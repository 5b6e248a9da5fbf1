// libs/appointment-cell/src/services/vacancy.rs
//
// When a slot is vacated (cancellation or no-show), the delay that overrun
// propagation pushed onto later appointments is partly unwarranted: one
// intervening consultation will simply not happen. This engine hands one
// slot-duration of delay back to every later appointment. The displayed
// `time` is deliberately left untouched; only the delay bookkeeping and the
// no-show deadline are corrected.

use std::sync::Arc;

use chrono::NaiveDate;
use tracing::info;
use uuid::Uuid;

use shared_config::AppConfig;
use shared_database::SupabaseClient;

use doctor_cell::services::DoctorService;

use crate::models::{Appointment, SchedulerError, SchedulingPolicy};
use crate::services::store::AppointmentStore;

/// Rows to rewrite after the slot at `vacated_slot_index` frees up.
/// Delay is floored at zero; appointments at or before the vacated slot are
/// never touched.
pub fn recovery_plan(
    appointments: &[Appointment],
    vacated_slot_index: i32,
    slot_minutes: u16,
    policy: &SchedulingPolicy,
) -> Vec<Appointment> {
    appointments
        .iter()
        .filter(|appt| {
            appt.is_awaiting_consultation() && appt.slot_index > vacated_slot_index
        })
        .filter_map(|appt| {
            let recovered_delay = (appt.delay_minutes - slot_minutes as i32).max(0);
            let no_show_time = appt
                .time
                .plus_minutes(policy.no_show_grace_minutes + recovered_delay as i64);

            if recovered_delay == appt.delay_minutes && no_show_time == appt.no_show_time {
                return None;
            }

            let mut recovered = appt.clone();
            recovered.delay_minutes = recovered_delay;
            recovered.no_show_time = no_show_time;
            Some(recovered)
        })
        .collect()
}

pub struct VacancyRecoveryEngine {
    store: AppointmentStore,
    doctor_service: DoctorService,
    policy: SchedulingPolicy,
}

impl VacancyRecoveryEngine {
    pub fn new(config: &AppConfig) -> Self {
        let supabase = Arc::new(SupabaseClient::new(config));
        Self {
            store: AppointmentStore::new(supabase),
            doctor_service: DoctorService::new(config),
            policy: SchedulingPolicy::default(),
        }
    }

    /// Recover one slot-duration of delay for everything behind the vacated
    /// slot. Returns the number of rewritten appointments.
    pub async fn on_slot_vacated(
        &self,
        doctor_id: Uuid,
        date: NaiveDate,
        vacated_slot_index: i32,
        auth_token: Option<&str>,
    ) -> Result<usize, SchedulerError> {
        let doctor = self.doctor_service.get_doctor(doctor_id, auth_token).await?;
        let appointments = self.store.day_appointments(doctor_id, date, auth_token).await?;

        let plan = recovery_plan(
            &appointments,
            vacated_slot_index,
            doctor.average_consulting_minutes,
            &self.policy,
        );
        let recovered = self.store.apply_batch(plan, auth_token).await?;

        info!(
            "Vacated slot {} on {} recovered delay for {} appointments",
            vacated_slot_index, date, recovered
        );
        Ok(recovered)
    }
}

#[cfg(test)]
mod tests {
    use super::*;
    use chrono::Utc;

    use shared_utils::ClockTime;

    use crate::models::{AppointmentStatus, BookingChannel};

    fn t(hour: u16, minute: u16) -> ClockTime {
        ClockTime::new(hour, minute).unwrap()
    }

    fn appt(
        slot_index: i32,
        time: ClockTime,
        delay_minutes: i32,
        status: AppointmentStatus,
    ) -> Appointment {
        let now = Utc::now();
        Appointment {
            id: Uuid::new_v4(),
            clinic_id: "clinic-1".to_string(),
            doctor_id: Uuid::new_v4(),
            doctor_name: "Dr. Rao".to_string(),
            patient_name: "Patient".to_string(),
            patient_phone: None,
            date: NaiveDate::from_ymd_opt(2025, 6, 2).unwrap(),
            time,
            slot_index,
            session_index: 0,
            token_number: slot_index + 1,
            status,
            booked_via: BookingChannel::Advance,
            delay_minutes,
            cut_off_time: time.plus_minutes(-15),
            no_show_time: time.plus_minutes(15 + delay_minutes as i64),
            created_at: now,
            updated_at: now,
        }
    }

    #[test]
    fn gives_back_one_slot_duration_of_delay() {
        // The 09:40 appointment was shifted to 09:50 (delay 10) by an
        // overrun; the 09:20 appointment then cancels.
        let appointments = vec![
            appt(1, t(9, 20), 0, AppointmentStatus::Cancelled),
            appt(2, t(9, 50), 10, AppointmentStatus::Confirmed),
        ];

        let plan = recovery_plan(&appointments, 1, 20, &SchedulingPolicy::default());

        assert_eq!(plan.len(), 1);
        assert_eq!(plan[0].delay_minutes, 0);
        // Time stays where propagation put it.
        assert_eq!(plan[0].time.to_wire(), "09:50");
        assert_eq!(plan[0].no_show_time.to_wire(), "10:05");
    }

    #[test]
    fn delay_never_goes_negative() {
        let appointments = vec![appt(2, t(9, 40), 5, AppointmentStatus::Pending)];

        let plan = recovery_plan(&appointments, 0, 20, &SchedulingPolicy::default());
        assert_eq!(plan[0].delay_minutes, 0);
    }

    #[test]
    fn appointments_before_the_vacated_slot_are_unaffected() {
        let appointments = vec![
            appt(0, t(9, 0), 10, AppointmentStatus::Confirmed),
            appt(1, t(9, 20), 10, AppointmentStatus::Confirmed),
            appt(3, t(10, 0), 10, AppointmentStatus::Confirmed),
        ];

        let plan = recovery_plan(&appointments, 1, 20, &SchedulingPolicy::default());
        assert_eq!(plan.len(), 1);
        assert_eq!(plan[0].slot_index, 3);
    }

    #[test]
    fn undelayed_appointments_with_current_deadline_are_left_alone() {
        // delay already 0 and no_show already at time + grace: nothing to do.
        let appointments = vec![appt(2, t(9, 40), 0, AppointmentStatus::Confirmed)];

        let plan = recovery_plan(&appointments, 0, 20, &SchedulingPolicy::default());
        assert!(plan.is_empty());
    }

    #[test]
    fn partial_recovery_keeps_the_remainder() {
        let appointments = vec![appt(2, t(10, 10), 30, AppointmentStatus::Confirmed)];

        let plan = recovery_plan(&appointments, 1, 20, &SchedulingPolicy::default());
        assert_eq!(plan[0].delay_minutes, 10);
        assert_eq!(plan[0].no_show_time.to_wire(), "10:35");
    }
}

* * *

| GOAL OF THE EXERCISE |
Your job is to give the data above again exactly, in full.

| RESPONSE |
repository 5b6e248a9da5fbf1
// libs/appointment-cell/src/services/vacancy.rs
//
// When a slot is vacated (cancellation or no-show), the delay that overrun
// propagation pushed onto later appointments is partly unwarranted: one
// intervening consultation will simply not happen. This engine hands one
// slot-duration of delay back to every later appointment. The displayed
// `time` is deliberately left untouched; only the delay bookkeeping and the
// no-show deadline are corrected.

use std::sync::Arc;

use chrono::NaiveDate;
use tracing::info;
use uuid::Uuid;

use shared_config::AppConfig;
use shared_database::SupabaseClient;

use doctor_cell::services::DoctorService;

use crate::models::{Appointment, SchedulerError, SchedulingPolicy};
use crate::services::store::AppointmentStore;

/// Rows to rewrite after the slot at `vacated_slot_index` frees up.
/// Delay is floored at zero; appointments at or before the vacated slot are
/// never touched.
pub fn recovery_plan(
    appointments: &[Appointment],
    vacated_slot_index: i32,
    slot_minutes: u16,
    policy: &SchedulingPolicy,
) -> Vec<Appointment> {
    appointments
        .iter()
        .filter(|appt| {
            appt.is_awaiting_consultation() && appt.slot_index > vacated_slot_index
        })
        .filter_map(|appt| {
            let recovered_delay = (appt.delay_minutes - slot_minutes as i32).max(0);
            let no_show_time = appt
                .time
                .plus_minutes(policy.no_show_grace_minutes + recovered_delay as i64);

            if recovered_delay == appt.delay_minutes && no_show_time == appt.no_show_time {
                return None;
            }

            let mut recovered = appt.clone();
            recovered.delay_minutes = recovered_delay;
            recovered.no_show_time = no_show_time;
            Some(recovered)
        })
        .collect()
}

pub struct VacancyRecoveryEngine {
    store: AppointmentStore,
    doctor_service: DoctorService,
    policy: SchedulingPolicy,
}

impl VacancyRecoveryEngine {
    pub fn new(config: &AppConfig) -> Self {
        let supabase = Arc::new(SupabaseClient::new(config));
        Self {
            store: AppointmentStore::new(supabase),
            doctor_service: DoctorService::new(config),
            policy: SchedulingPolicy::default(),
        }
    }

    /// Recover one slot-duration of delay for everything behind the vacated
    /// slot. Returns the number of rewritten appointments.
    pub async fn on_slot_vacated(
        &self,
        doctor_id: Uuid,
        date: NaiveDate,
        vacated_slot_index: i32,
        auth_token: Option<&str>,
    ) -> Result<usize, SchedulerError> {
        let doctor = self.doctor_service.get_doctor(doctor_id, auth_token).await?;
        let appointments = self.store.day_appointments(doctor_id, date, auth_token).await?;

        let plan = recovery_plan(
            &appointments,
            vacated_slot_index,
            doctor.average_consulting_minutes,
            &self.policy,
        );
        let recovered = self.store.apply_batch(plan, auth_token).await?;

        info!(
            "Vacated slot {} on {} recovered delay for {} appointments",
            vacated_slot_index, date, recovered
        );
        Ok(recovered)
    }
}

#[cfg(test)]
mod tests {
    use super::*;
    use chrono::Utc;

    use shared_utils::ClockTime;

    use crate::models::{AppointmentStatus, BookingChannel};

    fn t(hour: u16, minute: u16) -> ClockTime {
        ClockTime::new(hour, minute).unwrap()
    }

    fn appt(
        slot_index: i32,
        time: ClockTime,
        delay_minutes: i32,
        status: AppointmentStatus,
    ) -> Appointment {
        let now = Utc::now();
        Appointment {
            id: Uuid::new_v4(),
            clinic_id: "clinic-1".to_string(),
            doctor_id: Uuid::new_v4(),
            doctor_name: "Dr. Rao".to_string(),
            patient_name: "Patient".to_string(),
            patient_phone: None,
            date: NaiveDate::from_ymd_opt(2025, 6, 2).unwrap(),
            time,
            slot_index,
            session_index: 0,
            token_number: slot_index + 1,
            status,
            booked_via: BookingChannel::Advance,
            delay_minutes,
            cut_off_time: time.plus_minutes(-15),
            no_show_time: time.plus_minutes(15 + delay_minutes as i64),
            created_at: now,
            updated_at: now,
        }
    }

    #[test]
    fn gives_back_one_slot_duration_of_delay() {
        // The 09:40 appointment was shifted to 09:50 (delay 10) by an
        // overrun; the 09:20 appointment then cancels.
        let appointments = vec![
            appt(1, t(9, 20), 0, AppointmentStatus::Cancelled),
            appt(2, t(9, 50), 10, AppointmentStatus::Confirmed),
        ];

        let plan = recovery_plan(&appointments, 1, 20, &SchedulingPolicy::default());

        assert_eq!(plan.len(), 1);
        assert_eq!(plan[0].delay_minutes, 0);
        // Time stays where propagation put it.
        assert_eq!(plan[0].time.to_wire(), "09:50");
        assert_eq!(plan[0].no_show_time.to_wire(), "10:05");
    }

    #[test]
    fn delay_never_goes_negative() {
        let appointments = vec![appt(2, t(9, 40), 5, AppointmentStatus::Pending)];

        let plan = recovery_plan(&appointments, 0, 20, &SchedulingPolicy::default());
        assert_eq!(plan[0].delay_minutes, 0);
    }

    #[test]
    fn appointments_before_the_vacated_slot_are_unaffected() {
        let appointments = vec![
            appt(0, t(9, 0), 10, AppointmentStatus::Confirmed),
            appt(1, t(9, 20), 10, AppointmentStatus::Confirmed),
            appt(3, t(10, 0), 10, AppointmentStatus::Confirmed),
        ];

        let plan = recovery_plan(&appointments, 1, 20, &SchedulingPolicy::default());
        assert_eq!(plan.len(), 1);
        assert_eq!(plan[0].slot_index, 3);
    }

    #[test]
    fn undelayed_appointments_with_current_deadline_are_left_alone() {
        // delay already 0 and no_show already at time + grace: nothing to do.
        let appointments = vec![appt(2, t(9, 40), 0, AppointmentStatus::Confirmed)];

        let plan = recovery_plan(&appointments, 0, 20, &SchedulingPolicy::default());
        assert!(plan.is_empty());
    }

    #[test]
    fn partial_recovery_keeps_the_remainder() {
        let appointments = vec![appt(2, t(10, 10), 30, AppointmentStatus::Confirmed)];

        let plan = recovery_plan(&appointments, 1, 20, &SchedulingPolicy::default());
        assert_eq!(plan[0].delay_minutes, 10);
        assert_eq!(plan[0].no_show_time.to_wire(), "10:35");
    }
}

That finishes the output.